━━━━━ Records shown

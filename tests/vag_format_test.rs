//! Integration tests for the VAG container layout
//!
//! These tests pin down the wire format: header field placement,
//! payload sizing, terminal-frame flag stamping, and the failure
//! behavior on malformed input.

use std::io::Cursor;

use vagaudio::{Error, VagReader, VagWriter, VagWriterConfig};

const PAYLOAD_START: usize = 2048;

fn encode_mono(samples: &[i16], sample_rate: u32) -> Vec<u8> {
    let mut writer = VagWriter::new(sample_rate, Cursor::new(Vec::new())).unwrap();
    writer.append_i16(samples).unwrap();
    writer.finalize().unwrap();
    writer.into_inner().into_inner()
}

fn encode_interleaved(
    samples: &[i16],
    sample_rate: u32,
    channels: u16,
    chunk_size: u32,
    loop_flags: bool,
) -> Vec<u8> {
    let config = VagWriterConfig {
        interleaved: true,
        streaming_loop_flags: loop_flags,
        sample_rate,
        channels,
        chunk_size,
    };
    let mut writer = VagWriter::with_config(config, Cursor::new(Vec::new())).unwrap();
    writer.append_i16(samples).unwrap();
    writer.finalize().unwrap();
    writer.into_inner().into_inner()
}

/// 28 samples of mono silence encode to a single all-zero frame with
/// only the end flag set
#[test]
fn test_mono_silence_single_frame() {
    let bytes = encode_mono(&[0i16; 28], 8000);

    assert_eq!(&bytes[0..4], b"VAGp");
    assert_eq!(bytes.len(), PAYLOAD_START + 16);
    // big-endian per-channel data length, patched after the payload
    assert_eq!(&bytes[12..16], &[0x00, 0x00, 0x00, 0x10]);

    let frame = &bytes[PAYLOAD_START..];
    assert_eq!(frame[0], 0x00);
    assert_eq!(frame[1], 0x01);
    assert!(frame[2..16].iter().all(|&b| b == 0));

    let mut reader = VagReader::new(Cursor::new(bytes)).unwrap();
    assert_eq!(reader.sample_rate(), 8000);
    assert_eq!(reader.channels(), 1);
    assert_eq!(reader.total_samples(), 28);
    assert!(!reader.interleaved());
    assert_eq!(reader.chunk_size(), 0);

    let mut out = [1i16; 64];
    assert_eq!(reader.read_i16(&mut out).unwrap(), 28);
    assert!(out[..28].iter().all(|&s| s == 0));
    assert_eq!(reader.read_i16(&mut out).unwrap(), 0);
}

/// 30 samples spill into a second, padded frame; only that terminal
/// frame carries the end flag
#[test]
fn test_mono_silence_padded_to_two_frames() {
    let bytes = encode_mono(&[0i16; 30], 8000);

    assert_eq!(bytes.len(), PAYLOAD_START + 32);
    assert_eq!(&bytes[12..16], &[0x00, 0x00, 0x00, 0x20]);

    let payload = &bytes[PAYLOAD_START..];
    assert_eq!(payload[1], 0x00);
    assert_eq!(payload[17], 0x01);

    let mut reader = VagReader::new(Cursor::new(bytes)).unwrap();
    let mut out = [1i16; 128];
    assert_eq!(reader.read_i16(&mut out).unwrap(), 56);
    assert!(out[..56].iter().all(|&s| s == 0));
}

/// Stereo interleaved encode lays out one 2048-byte chunk per channel
/// and the decoded output approximates the input in L,R order
#[test]
fn test_stereo_interleaved_ramp() {
    let mut pcm = Vec::with_capacity(256);
    for i in 0..128i32 {
        pcm.push((i * 50) as i16);
        pcm.push((i * 50 + 25) as i16);
    }
    let bytes = encode_interleaved(&pcm, 22050, 2, 2048, false);

    assert_eq!(&bytes[0..4], b"VAGi");
    // one chunk of 2048 bytes per channel
    assert_eq!(bytes.len(), PAYLOAD_START + 4096);
    assert_eq!(&bytes[12..16], &[0x00, 0x00, 0x08, 0x00]);

    let mut reader = VagReader::new(Cursor::new(bytes)).unwrap();
    assert!(reader.interleaved());
    assert_eq!(reader.chunk_size(), 2048);
    assert_eq!(reader.channels(), 2);
    assert_eq!(reader.total_samples(), 3584);

    let mut out = vec![0i16; 8192];
    let count = reader.read_i16(&mut out).unwrap();
    assert_eq!(count, 7168);
    for i in 0..128usize {
        let left = i32::from(out[2 * i]);
        let right = i32::from(out[2 * i + 1]);
        let want_left = i as i32 * 50;
        let want_right = i as i32 * 50 + 25;
        assert!(
            (left - want_left).abs() <= 64,
            "left sample {} off: {} vs {}",
            i,
            left,
            want_left
        );
        assert!(
            (right - want_right).abs() <= 64,
            "right sample {} off: {} vs {}",
            i,
            right,
            want_right
        );
    }
}

/// With streaming loop flags, every chunk's last frame carries both
/// end and repeat bits, including the stream's final chunk
#[test]
fn test_streaming_loop_flags_single_chunk() {
    let bytes = encode_interleaved(&[0i16; 300], 44100, 1, 2048, true);

    assert_eq!(bytes.len(), PAYLOAD_START + 2048);
    assert_eq!(&bytes[12..16], &[0x00, 0x00, 0x08, 0x00]);

    let payload = &bytes[PAYLOAD_START..];
    for frame in 0..127 {
        assert_eq!(payload[frame * 16 + 1], 0x00, "frame {}", frame);
    }
    assert_eq!(payload[127 * 16 + 1], 0x03);
}

/// Across multiple chunks, loop mode stamps every chunk boundary;
/// without it only the stream's final frame is flagged
#[test]
fn test_chunk_boundary_flags_multi_chunk() {
    // 4000 samples > one chunk's 3584, so two chunks
    let looped = encode_interleaved(&[0i16; 4000], 44100, 1, 2048, true);
    assert_eq!(looped.len(), PAYLOAD_START + 4096);
    let payload = &looped[PAYLOAD_START..];
    assert_eq!(payload[127 * 16 + 1], 0x03);
    assert_eq!(payload[2048 + 127 * 16 + 1], 0x03);

    let plain = encode_interleaved(&[0i16; 4000], 44100, 1, 2048, false);
    let payload = &plain[PAYLOAD_START..];
    assert_eq!(payload[127 * 16 + 1], 0x00);
    assert_eq!(payload[2048 + 127 * 16 + 1], 0x01);
}

/// A loop-flagged stream never carries the bare end flag, so decode
/// runs to the header's data length
#[test]
fn test_loop_flagged_stream_decodes_fully() {
    let bytes = encode_interleaved(&[0i16; 300], 44100, 1, 2048, true);
    let mut reader = VagReader::new(Cursor::new(bytes)).unwrap();
    let mut out = vec![1i16; 4096];
    assert_eq!(reader.read_i16(&mut out).unwrap(), 3584);
    assert_eq!(reader.read_i16(&mut out).unwrap(), 0);
}

/// Unknown magic fails construction
#[test]
fn test_bad_magic_rejected() {
    let mut data = vec![0u8; 4096];
    data[0..4].copy_from_slice(b"FOOB");
    let result = VagReader::new(Cursor::new(data));
    assert!(matches!(result, Err(Error::BadMagic { found }) if &found == b"FOOB"));
}

/// A payload too short for a single frame reads as end of stream, not
/// as an error
#[test]
fn test_truncated_frame_reads_as_end_of_stream() {
    let mut data = Vec::new();
    data.extend_from_slice(b"VAGp");
    data.extend_from_slice(&0x20u32.to_be_bytes());
    data.extend_from_slice(&0u32.to_le_bytes());
    data.extend_from_slice(&0x200u32.to_be_bytes());
    data.extend_from_slice(&8000u32.to_be_bytes());
    data.resize(PAYLOAD_START, 0);
    data.extend_from_slice(&[0xAA; 10]);

    let mut reader = VagReader::new(Cursor::new(data)).unwrap();
    let mut out = [0i16; 64];
    assert_eq!(reader.read_i16(&mut out).unwrap(), 0);
    assert_eq!(reader.read_i16(&mut out).unwrap(), 0);
}

/// Non-interleaved payload length is ceil(N / 28) frames of 16 bytes
#[test]
fn test_contiguous_payload_length() {
    let bytes = encode_mono(&[100i16; 100], 8000);
    // 100 samples -> 4 frames -> 64 bytes
    assert_eq!(bytes.len(), PAYLOAD_START + 64);
    assert_eq!(&bytes[12..16], &[0x00, 0x00, 0x00, 0x40]);
}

━━━━━━━━━━

### What you need to do
Lines of the material in which the word "push" occurs are to be copied out.

### Written response
        pcm.push((i * 50) as i16);
        pcm.push((i * 50 + 25) as i16);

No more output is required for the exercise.